- Origin: Kaunas, Lithuania
- Genres: Pop, Electropop
- Years active: 2000–present
- Labels: Zuzi Records
- Members: Raigardas Tautkus Evaldas Kondrackis Marius Kiltinavičius Martynas Beinaris (since 2009)
- Past members: Tadas Lukoševičius (2000–2009)

= N.E.O. (band) =

Lithuanian band

N.E.O. (acronym for New Electronic Opus) is a Lithuanian electropop and pop music band of four guys formed in Kaunas in 2000. At first the band's activities were irregular as its members were preoccupied with school. In summer 2004, the band released its first radio single Aš tikiu (I Believe).

In the national selection for Eurovision Song Contest 2005 the band performed song You are in Hollywood, reached the final and was noticed. It further released radio singles and at the end of 2005 compiled them into the debut album Tavo delne (In Your Palm), featuring eight radio singles and six other songs. In February 2006, a televised concert at Forum Palace, which included appearances from Mango, Žas, and Mokinukės, presented the album to the public. In 2006 national selection for Eurovision, N.E.O. performed Alright, which received jury's vote but placed only 7th after televote. At the end of 2006, the band released its second album Akimirka (Moment). As a promotion, all four members signed all 10,000 copies of the initial run. N.E.O. was nominated for 2007 Radiocentras Awards in categories Best Band and Best Song for Akimirka.
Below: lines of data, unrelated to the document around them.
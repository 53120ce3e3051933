use std::process::Command;

fn main() {
	println!("cargo:rerun-if-changed=.git/HEAD");
	println!("cargo:rerun-if-changed=.git/refs/");

	let cargo_version = env!("CARGO_PKG_VERSION");
	let version = match git_describe() {
		// v0.2.0 -> 0.2.0, v0.2.0-3-gabc1234 -> 0.2.0-3-gabc1234
		Some(described) => described
			.strip_prefix('v')
			.map_or_else(|| format!("{cargo_version}+{described}"), str::to_string),
		None => cargo_version.to_string(),
	};

	println!("cargo:rustc-env=KDIFF_VERSION={version}");
}

fn git_describe() -> Option<String> {
	let output = Command::new("git")
		.args(["describe", "--tags", "--always", "--dirty"])
		.output()
		.ok()?;
	if !output.status.success() {
		return None;
	}
	let described = String::from_utf8(output.stdout).ok()?;
	let described = described.trim();
	(!described.is_empty()).then(|| described.to_string())
}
After 2006, N.E.O. became less active as its leader Tautkus was involved in Kelias į žvaigždes (music show on LNK) and other projects, Kiltinavičius became part of a public love triangle, and Lukoševičius lost his father.

In December 2009, it was announced that long time member Tadas Lukoševičius was replaced by Martynas Beinaris, participant in Žvaigždžių vartai, a talent show on TV3.